# Exercise objective
Please return every line in the entries below with the word "Serializable" in it.

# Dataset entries
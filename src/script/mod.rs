//! Script building, parsing and pattern matching.

use crate::util::{var_int, Error, Result, Serializable};
use std::fmt;
use std::io;
use std::io::{Read, Write};

pub mod op_codes;
mod pattern;

pub use self::pattern::{
    build_op_return, build_pay_to_public_key, build_pay_to_public_key_hash,
    build_pay_to_public_key_hash_replay, build_pay_to_script_hash,
    build_pay_to_script_hash_replay, build_pay_to_witness_pubkey_hash,
    build_pay_to_witness_script_hash, build_witness_program, match_multisig, match_pay_to_pubkey,
    match_pay_to_pubkey_hash, match_pay_to_pubkey_hash_replay, match_pay_to_script_hash,
    match_pay_to_script_hash_replay, match_pay_to_witness_pubkey_hash,
    match_pay_to_witness_script_hash,
};

use self::op_codes::{
    OP_0, OP_1, OP_16, OP_1NEGATE, OP_PUSH, OP_PUSHDATA1, OP_PUSHDATA2, OP_PUSHDATA4,
};

/// Transaction script
#[derive(Default, Clone, PartialEq, Eq, Hash)]
pub struct Script(pub Vec<u8>);

impl Script {
    /// Creates a new empty script.
    #[must_use]
    pub fn new() -> Script {
        Script(vec![])
    }

    /// Appends a single opcode to the script.
    pub fn append(&mut self, op: u8) {
        self.0.push(op);
    }

    /// Appends raw bytes to the script without a push opcode.
    pub fn append_slice(&mut self, slice: &[u8]) {
        self.0.extend_from_slice(slice);
    }

    /// Appends the bytes as a data push, choosing the smallest encoding.
    ///
    /// # Errors
    /// The data may not be longer than u32::MAX bytes.
    pub fn append_data(&mut self, data: &[u8]) -> Result<()> {
        match data.len() {
            len if len < OP_PUSHDATA1 as usize => {
                self.0.push(OP_PUSH + len as u8);
            }
            len if len <= 0xff => {
                self.0.push(OP_PUSHDATA1);
                self.0.push(len as u8);
            }
            len if len <= 0xffff => {
                self.0.push(OP_PUSHDATA2);
                self.0.extend_from_slice(&(len as u16).to_le_bytes());
            }
            len if len <= 0xffff_ffff => {
                self.0.push(OP_PUSHDATA4);
                self.0.extend_from_slice(&(len as u32).to_le_bytes());
            }
            len => {
                return Err(Error::BadArgument(format!("Push too long: {} bytes", len)));
            }
        }
        self.0.extend_from_slice(data);
        Ok(())
    }

    /// Appends a number, using small-int opcodes where one exists.
    pub fn append_num(&mut self, n: i64) {
        match n {
            -1 => self.0.push(OP_1NEGATE),
            0 => self.0.push(OP_0),
            1..=16 => self.0.push(OP_1 + (n - 1) as u8),
            _ => {
                // Numbers outside the small-int range always fit a direct push
                let bytes = encode_num(n);
                self.0.push(OP_PUSH + bytes.len() as u8);
                self.0.extend_from_slice(&bytes);
            }
        }
    }

    /// Decodes the instruction starting at `index`.
    ///
    /// Returns the index of the next instruction, the opcode, and the pushed
    /// data, which is empty for non-push opcodes.
    ///
    /// # Errors
    /// The index must point within the script and any push length must lie
    /// entirely within it.
    pub fn get_op(&self, index: usize) -> Result<(usize, u8, &[u8])> {
        let s = &self.0;
        if index >= s.len() {
            return Err(Error::BadData("Script index out of bounds".to_string()));
        }
        let op = s[index];
        let mut i = index + 1;
        let len = match op {
            len @ 1..=75 => len as usize,
            OP_PUSHDATA1 => {
                if i + 1 > s.len() {
                    return Err(Error::BadData("Script truncated".to_string()));
                }
                let len = s[i] as usize;
                i += 1;
                len
            }
            OP_PUSHDATA2 => {
                if i + 2 > s.len() {
                    return Err(Error::BadData("Script truncated".to_string()));
                }
                let len = u16::from_le_bytes([s[i], s[i + 1]]) as usize;
                i += 2;
                len
            }
            OP_PUSHDATA4 => {
                if i + 4 > s.len() {
                    return Err(Error::BadData("Script truncated".to_string()));
                }
                let len = u32::from_le_bytes([s[i], s[i + 1], s[i + 2], s[i + 3]]) as usize;
                i += 4;
                len
            }
            _ => 0,
        };
        if i + len > s.len() {
            return Err(Error::BadData("Script truncated".to_string()));
        }
        Ok((i + len, op, &s[i..i + len]))
    }
}

/// Returns the index of the instruction after the one at `index`.
///
/// Returns the script length when the instruction is truncated, so scans
/// always terminate.
#[must_use]
pub fn next_op(index: usize, script: &[u8]) -> usize {
    if index >= script.len() {
        return script.len();
    }
    let op = script[index];
    let mut i = index + 1;
    let len = match op {
        len @ 1..=75 => len as usize,
        OP_PUSHDATA1 => {
            if i + 1 > script.len() {
                return script.len();
            }
            let len = script[i] as usize;
            i += 1;
            len
        }
        OP_PUSHDATA2 => {
            if i + 2 > script.len() {
                return script.len();
            }
            let len = u16::from_le_bytes([script[i], script[i + 1]]) as usize;
            i += 2;
            len
        }
        OP_PUSHDATA4 => {
            if i + 4 > script.len() {
                return script.len();
            }
            let len =
                u32::from_le_bytes([script[i], script[i + 1], script[i + 2], script[i + 3]])
                    as usize;
            i += 4;
            len
        }
        _ => 0,
    };
    if i + len > script.len() {
        return script.len();
    }
    i + len
}

/// Encodes a number in the minimal script form.
///
/// Little-endian magnitude with the sign in the high bit of the last byte,
/// padded with one zero byte when the magnitude already uses that bit.
/// Zero encodes as the empty array.
#[must_use]
pub fn encode_num(val: i64) -> Vec<u8> {
    if val == 0 {
        return vec![];
    }
    let negative = val < 0;
    let mut magnitude = val.unsigned_abs();
    let mut bytes = Vec::new();
    while magnitude > 0 {
        bytes.push((magnitude & 0xff) as u8);
        magnitude >>= 8;
    }
    let last = bytes.len() - 1;
    if bytes[last] & 0x80 != 0 {
        bytes.push(if negative { 0x80 } else { 0 });
    } else if negative {
        bytes[last] |= 0x80;
    }
    bytes
}

/// Decodes a minimally encoded script number.
///
/// # Errors
/// The encoding may not be longer than 8 bytes.
pub fn decode_num(s: &[u8]) -> Result<i64> {
    if s.is_empty() {
        return Ok(0);
    }
    if s.len() > 8 {
        return Err(Error::BadData(format!("Number too long: {} bytes", s.len())));
    }
    let last = s.len() - 1;
    let mut magnitude = (s[last] & 0x7f) as u64;
    for i in (0..last).rev() {
        magnitude = (magnitude << 8) | s[i] as u64;
    }
    if s[last] & 0x80 != 0 {
        Ok(-(magnitude as i64))
    } else {
        Ok(magnitude as i64)
    }
}

impl Serializable<Script> for Script {
    fn read(reader: &mut dyn Read) -> Result<Script> {
        let len = var_int::read(reader)?;
        let mut script = Script(vec![0; len as usize]);
        reader.read_exact(&mut script.0).map_err(Error::IOError)?;
        Ok(script)
    }

    fn write(&self, writer: &mut dyn Write) -> io::Result<()> {
        var_int::write(self.0.len() as u64, writer)?;
        writer.write_all(&self.0)
    }
}

impl fmt::Debug for Script {
    fn fmt(&self, f: &mut fmt::Formatter) -> fmt::Result {
        write!(f, "Script({})", hex::encode(&self.0))
    }
}

#[cfg(test)]
mod tests {
    use super::*;
    use crate::script::op_codes::OP_9;
    use pretty_assertions::assert_eq;
    use std::io::Cursor;

    #[test]
    fn append_data_encodings() {
        let mut s = Script::new();
        s.append_data(&[0xaa; 75]).unwrap();
        assert_eq!(s.0[0], 75);
        let mut s = Script::new();
        s.append_data(&[0xaa; 76]).unwrap();
        assert_eq!(&s.0[..2], &[OP_PUSHDATA1, 76]);
        let mut s = Script::new();
        s.append_data(&[0xaa; 256]).unwrap();
        assert_eq!(&s.0[..3], &[OP_PUSHDATA2, 0, 1]);
        let mut s = Script::new();
        s.append_data(&[0xaa; 65536]).unwrap();
        assert_eq!(&s.0[..5], &[OP_PUSHDATA4, 0, 0, 1, 0]);
    }

    #[test]
    fn append_num_small_ints() {
        let mut s = Script::new();
        s.append_num(-1);
        s.append_num(0);
        s.append_num(1);
        s.append_num(9);
        s.append_num(16);
        assert_eq!(s.0, vec![OP_1NEGATE, OP_0, OP_1, OP_9, OP_16]);
        let mut s = Script::new();
        s.append_num(17);
        assert_eq!(s.0, vec![1, 17]);
        let mut s = Script::new();
        s.append_num(500_000);
        assert_eq!(s.0, vec![3, 0x20, 0xa1, 0x07]);
    }

    #[test]
    fn get_op_walks_all_encodings() {
        let mut s = Script::new();
        s.append(op_codes::OP_DUP);
        s.append_data(&[1, 2, 3]).unwrap();
        s.append_data(&[0xbb; 80]).unwrap();
        let (i, op, data) = s.get_op(0).unwrap();
        assert_eq!((i, op, data.len()), (1, op_codes::OP_DUP, 0));
        let (i, op, data) = s.get_op(i).unwrap();
        assert_eq!((op, data), (3u8, &[1u8, 2, 3][..]));
        let (i, op, data) = s.get_op(i).unwrap();
        assert_eq!((op, data.len()), (OP_PUSHDATA1, 80));
        assert_eq!(i, s.0.len());
    }

    #[test]
    fn get_op_truncated() {
        assert!(Script(vec![5, 1, 2]).get_op(0).is_err());
        assert!(Script(vec![OP_PUSHDATA1]).get_op(0).is_err());
        assert!(Script(vec![OP_PUSHDATA2, 10, 0, 1]).get_op(0).is_err());
        assert!(Script::new().get_op(0).is_err());
    }

    #[test]
    fn next_op_saturates() {
        let s = vec![5, 1, 2];
        assert_eq!(next_op(0, &s), 3);
        assert_eq!(next_op(3, &s), 3);
    }

    #[test]
    fn num_round_trips() {
        for n in [-1i64, 0, 1, 3, 9, 16, 500, -500, 1111, 32767, -32767] {
            assert_eq!(decode_num(&encode_num(n)).unwrap(), n, "n={}", n);
        }
        assert_eq!(encode_num(0), Vec::<u8>::new());
        assert_eq!(encode_num(1), vec![1]);
        assert_eq!(encode_num(-1), vec![0x81]);
        assert_eq!(encode_num(128), vec![0x80, 0x00]);
        assert_eq!(encode_num(-128), vec![0x80, 0x80]);
        assert!(decode_num(&[0; 9]).is_err());
    }

    #[test]
    fn write_read() {
        let mut s = Script::new();
        s.append_data(&[7; 40]).unwrap();
        let mut v = Vec::new();
        s.write(&mut v).unwrap();
        assert_eq!(Script::read(&mut Cursor::new(&v)).unwrap(), s);
    }
}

# Answer area
use crate::util::{var_int, Error, Result, Serializable};
impl Serializable<Script> for Script {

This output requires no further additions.